Fallible wrote:Given that I usually agree with you I am leaning towards to concluding that the fault here is mine, yet at the same time I cannot seem to see the sense in what you are saying. Firstly, what exactly are you referring to with your 'most relevant sense of the word suffer"'? Most relevant according to whom? Taking it as a given that the dead neither suffer nor thrive does not allow that the living suffer more? How do you reckon? If someone scratches their face a little harder than they intended and that manifests as a little pain, they have immediately suffered more than a dead person can. A dead person.


Let me try and put a bit of context back to the comments and see if that clears up our disagreement:-

In post #786 (which I found to be a good post, with much to agree with in it), you wrote in response to Sendraks' and TMB's discussion on the previous page:-
Fallible wrote:I think this is an instance of someone being so desperate to not admit they are wrong that they begin to make clearly counter-factual 'arguments'. 'If we assume that dead people do not suffer as do the living'? One thing which would appear to be rather beyond dispute unless you believe in life after death is that the dead experience nothing at all, be that pleasure or pain. Quite clearly then, the living experience more suffering by virtue of the fact that the dead do not experience at all, and it is therefore worse for the one left alive when a loved one dies, simply because the loved one no longer 'is', and the one left behind is suffering.

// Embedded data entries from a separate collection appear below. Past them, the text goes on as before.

//! Chat glue: ordered messages as opaque bodies under `chat/<id>` heads.

use serde::{Deserialize, Serialize};
use tracing::warn;

use rockpool_core::Base64Bytes;
use rockpool_pool::Pool;

use crate::api::session;
use crate::error::Result;

/// A chat message as stored in a head body and in the local cache.
#[derive(Debug, Clone, PartialEq, Serialize, Deserialize)]
#[serde(rename_all = "camelCase")]
pub struct Message {
    /// Message id (also the tail of the head name `chat/<id>`).
    pub id: u64,

    /// Author identity id. Taken from the verified head on ingest, never
    /// from the body.
    #[serde(default)]
    pub author: String,

    /// MIME type of the content.
    pub content_type: String,

    /// Text content.
    #[serde(default)]
    pub text: String,

    /// Binary content (base64 in JSON).
    #[serde(default, skip_serializing_if = "Base64Bytes::is_empty")]
    pub binary: Base64Bytes,

    /// Creation time in Unix milliseconds.
    pub ctime: i64,
}

/// Post a message to a pool's chat channel. Returns the message id.
pub async fn post_message(
    pool_name: &str,
    content_type: &str,
    text: &str,
    binary: Vec<u8>,
) -> Result<u64> {
    let session = session()?;
    let pool = session.pool(pool_name).await?;

    let id = pool.next_id();
    let message = Message {
        id,
        author: session.me.id(),
        content_type: content_type.to_string(),
        text: text.to_string(),
        binary: Base64Bytes::new(binary),
        ctime: rockpool_core::now_millis(),
    };
    let body = serde_json::to_vec(&message)?;
    let head = pool
        .send(&format!("chat/{id}"), body.into(), None)
        .await?;

    session
        .cache
        .set_message(pool_name, id, &message.author, &serde_json::to_string(&message)?, head.ctime)
        .await?;
    Ok(id)
}

/// Sync the pool, ingest new chat heads past the `chat` breakpoint, and
/// return cached messages in `(after_id, before_id)` (0 for no limit).
pub async fn get_messages(
    pool_name: &str,
    after_id: u64,
    before_id: u64,
    limit: u32,
) -> Result<Vec<Message>> {
    let session = session()?;
    let pool = session.pool(pool_name).await?;
    ingest_chat_heads(&pool).await?;

    let before = if before_id == 0 { u64::MAX } else { before_id };
    let stored = session
        .cache
        .get_messages(pool_name, after_id, before, limit)
        .await?;

    let mut messages = Vec::with_capacity(stored.len());
    for json in stored {
        match serde_json::from_str::<Message>(&json) {
            Ok(message) => messages.push(message),
            Err(e) => warn!(pool = pool_name, "cached message unreadable: {e}"),
        }
    }
    Ok(messages)
}

async fn ingest_chat_heads(pool: &Pool) -> Result<()> {
    if let Err(e) = pool.sync().await {
        warn!(pool = %pool.name(), "sync before chat scan failed: {e}");
    }

    let cache = pool.cache();
    let mut breakpoint = cache.get_breakpoint(pool.name(), "chat").await?;

    for head in pool.list(breakpoint).await? {
        if head.name.starts_with("chat/") {
            match pool.receive(head.id).await {
                Ok(body) => match serde_json::from_slice::<Message>(&body) {
                    Ok(mut message) => {
                        // The head signature authenticates the author.
                        message.author = head.author_id.clone();
                        cache
                            .set_message(
                                pool.name(),
                                message.id,
                                &message.author,
                                &serde_json::to_string(&message)?,
                                head.ctime,
                            )
                            .await?;
                    }
                    Err(e) => warn!(pool = %pool.name(), id = head.id, "bad message body: {e}"),
                },
                Err(e) => warn!(pool = %pool.name(), id = head.id, "message body missing: {e}"),
            }
        }
        breakpoint = head.ctime;
    }
    cache.set_breakpoint(pool.name(), "chat", breakpoint).await?;
    Ok(())
}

With TMB's last post, which I take as the context for this remark being:-
TMB wrote:This is not how life expectancy is measured. Men die more often than women at every age. In the womb, as babies and adults of every age. In addition to this, women are also likely to live longer than men.

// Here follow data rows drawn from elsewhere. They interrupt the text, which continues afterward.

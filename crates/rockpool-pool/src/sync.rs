//! Replica synchronization: discover, verify, and ingest new heads.

use tracing::{debug, info, warn};

use rockpool_core::{Blake3Hash, Head};
use rockpool_exchange::{Exchanger, ListOptions};

use crate::acl::{AccessChange, AccessLevel};
use crate::error::{PoolError, Result};
use crate::pool::Pool;

impl Pool {
    /// Synchronize with every reachable replica, private transports first.
    ///
    /// Idempotent and re-entrant: a per-pool mutex serializes concurrent
    /// calls, and the cache's unique `(pool, id)` key makes re-ingestion a
    /// no-op. Verification failures are logged and skipped; they never
    /// abort a sync. Returns the number of newly ingested heads; fails
    /// only when no replica could be reached at all (or on cache errors,
    /// which are critical).
    pub async fn sync(&self) -> Result<u32> {
        let _guard = self.sync_lock.lock().await;

        let mut ingested = 0u32;
        let mut reachable = 0usize;
        let mut last_err: Option<PoolError> = None;

        for ex in &self.readers {
            match self.sync_replica(ex.as_ref()).await {
                Ok(count) => {
                    ingested += count;
                    reachable += 1;
                }
                Err(PoolError::Cancelled) => return Err(PoolError::Cancelled),
                Err(PoolError::Cache(e)) => return Err(PoolError::Cache(e)),
                Err(e) => {
                    warn!(pool = %self.name, exchanger = %ex, "replica sync failed: {e}");
                    last_err = Some(e);
                }
            }
        }

        if reachable == 0 {
            return Err(last_err.unwrap_or_else(|| {
                PoolError::Unreachable(format!("no replica of pool '{}'", self.name))
            }));
        }
        if ingested > 0 {
            info!(pool = %self.name, ingested, "sync complete");
        }
        Ok(ingested)
    }

    /// Cached heads strictly newer than `after_ctime`, ordered by
    /// `(ctime, id)`.
    pub async fn list(&self, after_ctime: i64) -> Result<Vec<Head>> {
        Ok(self.cache.heads_since(&self.name, after_ctime).await?)
    }

    async fn sync_replica(&self, ex: &dyn Exchanger) -> Result<u32> {
        let channel = format!("{}/h", self.name);

        let touched = self
            .bounded("touch probe", async {
                Ok::<bool, PoolError>(ex.touched(&channel).await)
            })
            .await?;
        if !touched {
            debug!(pool = %self.name, exchanger = %ex, "replica unchanged");
            return Ok(0);
        }

        let cursor = self.cache.get_cursor(&self.name, &ex.to_string()).await?;
        let entries = self
            .bounded("list heads", ex.read_dir(&channel, ListOptions::default()))
            .await?;

        let mut ids: Vec<u64> = entries
            .iter()
            .filter(|e| !e.is_dir)
            .filter_map(|e| e.name.parse().ok())
            .filter(|id| *id > cursor)
            .collect();
        ids.sort_unstable();

        let mut ingested = 0u32;
        let mut new_cursor = cursor;
        // The cursor only advances across fully resolved heads: a failed
        // head below it would never be retried.
        let mut blocked = false;

        for id in ids {
            if self.cancel.is_cancelled() {
                return Err(PoolError::Cancelled);
            }
            if self.is_cached(id).await? {
                if !blocked {
                    new_cursor = id;
                }
                continue;
            }

            match self.ingest(ex, id).await {
                Ok(()) => {
                    ingested += 1;
                    if !blocked {
                        new_cursor = id;
                    }
                }
                Err(PoolError::Cancelled) => return Err(PoolError::Cancelled),
                Err(PoolError::Cache(e)) => return Err(PoolError::Cache(e)),
                Err(e) => {
                    warn!(pool = %self.name, id, exchanger = %ex, "head dropped: {e}");
                    let attempts = self.cache.bump_attempts(&self.name, id).await?;
                    if attempts >= self.settings.max_attempts {
                        warn!(pool = %self.name, id, attempts, "head quarantined");
                        if !blocked {
                            new_cursor = id;
                        }
                    } else {
                        blocked = true;
                    }
                }
            }
        }

        if new_cursor > cursor {
            self.cache
                .set_cursor(&self.name, &ex.to_string(), new_cursor)
                .await?;
        }
        Ok(ingested)
    }

    async fn is_cached(&self, id: u64) -> Result<bool> {
        Ok(self
            .cache
            .get_heads_range(&self.name, id.saturating_sub(1), id.saturating_add(1), 1)
            .await?
            .iter()
            .any(|h| h.id == id))
    }

    /// Fetch, verify, and ingest a single head from one replica.
    ///
    /// Checks, in order: envelope/key id binding, signature against the
    /// claimed author id, then access rights. Access-change heads are
    /// validated against the ACL replayed up to but excluding their id and
    /// applied; content heads require the author to hold at least Reader
    /// as of their id.
    async fn ingest(&self, ex: &dyn Exchanger, id: u64) -> Result<()> {
        let envelope = self
            .bounded("read envelope", ex.read(&format!("{}/h/{id}", self.name), None))
            .await?;
        let head = Head::from_json(&envelope)?;

        if head.id != id {
            return Err(PoolError::Corrupt(id));
        }
        head.verify()?;

        if head.is_access_change() {
            let body = self
                .bounded("read access body", ex.read(&format!("{}/{id}", self.name), None))
                .await?;
            if Blake3Hash::hash(&body) != head.hash {
                return Err(PoolError::Corrupt(id));
            }
            let change: AccessChange = serde_json::from_slice(&body)
                .map_err(|e| PoolError::Internal(format!("malformed access change: {e}")))?;
            self.acl
                .write()
                .unwrap()
                .apply(id, &head.author_id, change)?;
        } else {
            let level = self
                .acl
                .read()
                .unwrap()
                .level_before(&head.author_id, id);
            if level < AccessLevel::Reader {
                return Err(PoolError::NotAuthorized(format!(
                    "author {} had {level:?} as of head {id}",
                    head.author_id
                )));
            }
        }

        self.cache.set_head(&self.name, &head).await?;
        debug!(pool = %self.name, id, name = %head.name, "head ingested");
        Ok(())
    }

    /// Replay the pool's access heads from the first replica that serves
    /// them. Invalid entries are skipped; they do not abort the replay.
    pub(crate) async fn load_acl(&self) -> Result<()> {
        let dir = format!("{}/access", self.name);
        let mut last_err: Option<PoolError> = None;

        for ex in &self.readers {
            let entries = match self
                .bounded("list access heads", ex.read_dir(&dir, ListOptions::default()))
                .await
            {
                Ok(entries) => entries,
                Err(PoolError::Cancelled) => return Err(PoolError::Cancelled),
                Err(e) => {
                    warn!(pool = %self.name, exchanger = %ex, "access listing failed: {e}");
                    last_err = Some(e);
                    continue;
                }
            };

            let mut ids: Vec<u64> = entries
                .iter()
                .filter(|e| !e.is_dir)
                .filter_map(|e| e.name.parse().ok())
                .collect();
            ids.sort_unstable();

            for id in ids {
                match self.ingest(ex.as_ref(), id).await {
                    Ok(()) => {}
                    Err(PoolError::Cancelled) => return Err(PoolError::Cancelled),
                    Err(e) => warn!(pool = %self.name, id, "access head skipped: {e}"),
                }
            }
            return Ok(());
        }

        Err(last_err
            .unwrap_or_else(|| PoolError::Unreachable(format!("no replica of pool '{}'", self.name))))
    }
}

You suggesting that life somehow allows advantage to be gained, but I se life as an end in itself as long as it has quality. If you are not alive you have no opportunity whatever unless you believe in life after death. I do not see that there is a difference in the latter years of either gender in terms of the degrading quality of life, illness as they approach the end. Since this is the case, we can assume that women will generally get more years where the quality is OK.

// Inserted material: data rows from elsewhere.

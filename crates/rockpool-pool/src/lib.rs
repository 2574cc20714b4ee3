//! # Rockpool Pool
//!
//! The pool core: lifecycle (define, create, open, close), access control,
//! head publication, and multi-replica synchronization over black-box
//! object stores.
//!
//! A pool is an append-only log of signed [`Head`](rockpool_core::Head)s
//! replicated best-effort across every configured transport. Peers verify
//! everything they ingest; the bucket operator is trusted for liveness
//! only, never for integrity.

pub mod acl;
pub mod config;
pub mod error;
mod pool;
mod publish;
mod sync;

pub use acl::{AccessChange, AccessLevel, AclState};
pub use config::{define, list_pools, load_config, Config};
pub use error::{PoolError, Result};
pub use pool::{Pool, PoolSettings};
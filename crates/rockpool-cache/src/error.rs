//! Error types for the cache crate.

use thiserror::Error;

/// Errors from local cache operations.
///
/// The cache is critical infrastructure: these errors bubble up unchanged.
#[derive(Debug, Error)]
pub enum CacheError {
    /// Database error from SQLite.
    #[error("database error: {0}")]
    Database(#[from] rusqlite::Error),

    /// Serialization failure for a cached record.
    #[error("serialization error: {0}")]
    Serialization(String),

    /// Migration error.
    #[error("migration error: {0}")]
    Migration(String),

    /// I/O error.
    #[error("I/O error: {0}")]
    Io(#[from] std::io::Error),
}

impl From<serde_json::Error> for CacheError {
    fn from(e: serde_json::Error) -> Self {
        CacheError::Serialization(e.to_string())
    }
}

impl From<rockpool_core::CoreError> for CacheError {
    fn from(e: rockpool_core::CoreError) -> Self {
        CacheError::Serialization(e.to_string())
    }
}

/// Result type for cache operations.
pub type Result<T> = std::result::Result<T, CacheError>;
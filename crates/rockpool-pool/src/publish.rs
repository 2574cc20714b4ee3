//! Head publication and body retrieval.

use bytes::Bytes;
use std::future::Future;

use tracing::{debug, warn};

use rockpool_core::head::Meta;
use rockpool_core::{Blake3Hash, Head, HeadBuilder};
use rockpool_exchange::Exchanger;

use crate::acl::AccessLevel;
use crate::error::{PoolError, Result};
use crate::pool::Pool;

impl Pool {
    /// Run a remote operation under the pool's cancellation token and
    /// per-operation time budget.
    pub(crate) async fn bounded<T, E, F>(&self, what: &str, fut: F) -> Result<T>
    where
        F: Future<Output = std::result::Result<T, E>>,
        PoolError: From<E>,
    {
        if self.cancel.is_cancelled() {
            return Err(PoolError::Cancelled);
        }
        tokio::select! {
            _ = self.cancel.cancelled() => Err(PoolError::Cancelled),
            done = tokio::time::timeout(self.settings.op_timeout, fut) => match done {
                Err(_) => Err(PoolError::Timeout(what.to_string())),
                Ok(result) => result.map_err(PoolError::from),
            },
        }
    }

    /// Publish an opaque body under a namespaced logical name.
    ///
    /// Allocates the next snowflake id, hashes the body, signs the head,
    /// and writes body + envelope to every reachable publication replica.
    /// At least one replica must accept the write.
    pub async fn send(&self, name: &str, body: Bytes, meta: Option<Meta>) -> Result<Head> {
        if name.starts_with("access/") {
            return Err(PoolError::NotAuthorized(
                "access changes are published via set_access".into(),
            ));
        }
        let level = self.access_of(&self.me.id());
        if level < AccessLevel::Active {
            return Err(PoolError::NotAuthorized(format!(
                "publishing to '{}' requires Active access, have {level:?}",
                self.name
            )));
        }

        let id = self.ids.next();
        self.publish(id, name, body, meta).await
    }

    /// Build, sign, and fan out a head. Internal: access checks are the
    /// caller's responsibility.
    pub(crate) async fn publish(
        &self,
        id: u64,
        name: &str,
        body: Bytes,
        meta: Option<Meta>,
    ) -> Result<Head> {
        let hash = Blake3Hash::hash(&body);
        let mut builder = HeadBuilder::new(id, name)
            .size(body.len() as i64)
            .hash(hash);
        if let Some(meta) = meta {
            builder = builder.meta(meta);
        }
        let head = builder.sign(&self.me)?;
        let envelope = Bytes::from(head.to_json()?);

        let mut delivered = 0usize;
        for ex in &self.writers {
            match self.publish_on(ex.as_ref(), &head, &body, &envelope).await {
                Ok(()) => delivered += 1,
                Err(PoolError::Cancelled) => return Err(PoolError::Cancelled),
                Err(e) => {
                    warn!(pool = %self.name, id, exchanger = %ex, "publish failed: {e}");
                }
            }
        }
        if delivered == 0 {
            return Err(PoolError::Unreachable(format!(
                "head {id} of pool '{}' was not delivered to any replica",
                self.name
            )));
        }

        // Update the local cache so the next sync does not re-ingest it.
        self.cache.set_head(&self.name, &head).await?;
        debug!(pool = %self.name, id, name, delivered, "head published");
        Ok(head)
    }

    async fn publish_on(
        &self,
        ex: &dyn Exchanger,
        head: &Head,
        body: &Bytes,
        envelope: &Bytes,
    ) -> Result<()> {
        let id = head.id;
        self.bounded("write body", ex.write(&format!("{}/{id}", self.name), body.clone()))
            .await?;
        self.bounded(
            "write envelope",
            ex.write(&format!("{}/h/{id}", self.name), envelope.clone()),
        )
        .await?;
        if head.is_access_change() {
            // Duplicated under access/ for cheap membership discovery.
            self.bounded(
                "write access envelope",
                ex.write(&format!("{}/access/{id}", self.name), envelope.clone()),
            )
            .await?;
        }
        self.bounded(
            "touch",
            ex.write(&format!("{}/h.touch", self.name), Bytes::new()),
        )
        .await?;
        Ok(())
    }

    /// Stream the body of a cached head from the first replica that has an
    /// intact copy. A digest mismatch is reported as `Corrupt` and the
    /// next replica is probed.
    pub async fn receive(&self, id: u64) -> Result<Bytes> {
        let head = self
            .cache
            .get_heads_range(&self.name, id.saturating_sub(1), id.saturating_add(1), 1)
            .await?
            .into_iter()
            .find(|h| h.id == id)
            .ok_or_else(|| PoolError::NotExist(format!("head {id} of pool '{}'", self.name)))?;

        let key = format!("{}/{id}", self.name);
        let mut last_err = PoolError::NotExist(key.clone());
        for ex in &self.readers {
            match self.bounded("read body", ex.read(&key, None)).await {
                Ok(body) => {
                    if Blake3Hash::hash(&body) == head.hash {
                        return Ok(body);
                    }
                    warn!(pool = %self.name, id, exchanger = %ex, "body digest mismatch");
                    last_err = PoolError::Corrupt(id);
                }
                Err(PoolError::Cancelled) => return Err(PoolError::Cancelled),
                Err(e) => {
                    debug!(pool = %self.name, id, exchanger = %ex, "body not served: {e}");
                    last_err = e;
                }
            }
        }
        Err(last_err)
    }
}
//! Invites: joining pools and the in-pool re-invite flow.

use serde::{Deserialize, Serialize};
use tracing::warn;

use rockpool_cache::{Cache, StoredInvite};
use rockpool_core::Identity;
use rockpool_pool::{define, Config, Pool};

use crate::error::{InviteError, Result};

/// A decoded invitation.
///
/// `config` is present only when the invite was addressed to us; a
/// third-party invite keeps its outer fields for UI listings.
#[derive(Debug, Clone, PartialEq, Serialize, Deserialize)]
#[serde(rename_all = "camelCase")]
pub struct Invite {
    /// Human-readable subject line.
    pub subject: String,

    /// The sender's public identity.
    pub sender: Identity,

    /// Ids the carried config was sealed for.
    #[serde(default)]
    pub recipient_ids: Vec<String>,

    /// The pool config, when we could unseal it.
    #[serde(default)]
    pub config: Option<Config>,
}

impl Invite {
    /// Whether the invite is addressed to the given identity id.
    pub fn is_for(&self, id: &str) -> bool {
        self.recipient_ids.iter().any(|r| r == id)
    }

    /// Accept the invite: validate and persist the carried config, and
    /// record + trust the sender. The pool is then joinable with
    /// [`Pool::open`].
    pub async fn join(&self, cache: &dyn Cache) -> Result<Config> {
        let config = self
            .config
            .clone()
            .ok_or_else(|| InviteError::NotAuthorized("invite carries no config for us".into()))?;
        if config.name.is_empty() || (config.public.is_empty() && config.private.is_empty()) {
            return Err(InviteError::InvalidToken(format!(
                "carried config '{}' names no transports",
                config.name
            )));
        }

        let sender_json = serde_json::to_string(&self.sender)
            .map_err(|e| InviteError::InvalidToken(e.to_string()))?;
        cache
            .set_identity(&self.sender.id(), &sender_json, true)
            .await?;

        define(cache, &config).await?;
        Ok(config)
    }
}

/// Republish an invite inside a pool (the re-invite flow), under an
/// `invite/<id>` head.
pub async fn add(pool: &Pool, invite: &Invite) -> Result<()> {
    let body =
        serde_json::to_vec(invite).map_err(|e| InviteError::InvalidToken(e.to_string()))?;
    let name = format!("invite/{}", pool.next_id());
    pool.send(&name, body.into(), None).await?;
    Ok(())
}

/// Sync the pool, ingest invite heads past the `invite` breakpoint into
/// the cache, and return cached invites newer than `after_ctime`,
/// optionally only those addressed to us.
pub async fn receive(pool: &Pool, after_ctime: i64, only_mine: bool) -> Result<Vec<Invite>> {
    if let Err(e) = pool.sync().await {
        warn!(pool = %pool.name(), "sync before invite scan failed: {e}");
    }

    let cache = pool.cache();
    let mut breakpoint = cache.get_breakpoint(pool.name(), "invite").await?;

    for head in pool.list(breakpoint).await? {
        if head.name.starts_with("invite/") {
            if let Err(e) = accept(pool, cache.as_ref(), head.id, head.ctime).await {
                warn!(pool = %pool.name(), id = head.id, "invite head skipped: {e}");
            }
        }
        breakpoint = head.ctime;
    }
    cache
        .set_breakpoint(pool.name(), "invite", breakpoint)
        .await?;

    let me = pool.me().id();
    let stored = cache
        .get_invites(pool.name(), after_ctime, only_mine.then_some(me.as_str()))
        .await?;

    let mut invites = Vec::with_capacity(stored.len());
    for s in stored {
        match serde_json::from_str::<Invite>(&s.invite) {
            Ok(invite) => invites.push(invite),
            Err(e) => warn!(pool = %pool.name(), "cached invite unreadable: {e}"),
        }
    }
    Ok(invites)
}

async fn accept(pool: &Pool, cache: &dyn Cache, id: u64, ctime: i64) -> Result<()> {
    let body = pool.receive(id).await?;
    let invite: Invite = serde_json::from_slice(&body)
        .map_err(|e| InviteError::InvalidToken(e.to_string()))?;

    let stored = StoredInvite {
        ctime,
        invite: serde_json::to_string(&invite)
            .map_err(|e| InviteError::InvalidToken(e.to_string()))?,
        recipients: invite.recipient_ids.clone(),
    };
    cache.set_invite(pool.name(), &stored).await?;
    Ok(())
}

You are also arguing that when your loved ones die, it is worse for the one left alive. THis sounds a bit like Hillary Clinton's view that women are the real victims when men get killed in war because they are left alive to suffer. If we assume that dead people do not suffer as do the living, if life was so bad for these'victims ' of war they would end their lives.

He also quoted some of Sendraks text from further back, which included:-
Sendraks wrote:The end result is that women still live longer than men, but those additional years of life hardly confer any sort of significant advantage to women. It's not as if we're seeing the female octogenarian workforce as a powerhouse of industry in the absence of competition men of a similar age.

Instead what we see is old women. Growing sicker, weaker and poorer. Many of them alone because their loved one died years ago. A curious "advantage" this longer lifespan.


Now, aside from the last half sentence (marked in red) I do not see much wrong in TMB's view. It doesn't strike me as particularly unreasonable to say that most people (even those suffering) see their lives postively or to say that life is an end in itself as long as quality of life is good.

What you said, that I contest (marked in blue) is a corollary to the dead experiencing nothing - that the living who do experience therefore have it "worse". Now, answering one question above, I am saying that it is not reasonable (in light of TMB's and Sendrak's exchange) to assume that the only relevant factor here is how much the death itself hurts the parties, instead the debate (which I find to be slightly in poor taste in the first place) about "who has it worse that men die sooner" clearly involves some kind of appraisal of whether the extra life the women get is "worth living", I think this is apparent in (for example) the text marked green above.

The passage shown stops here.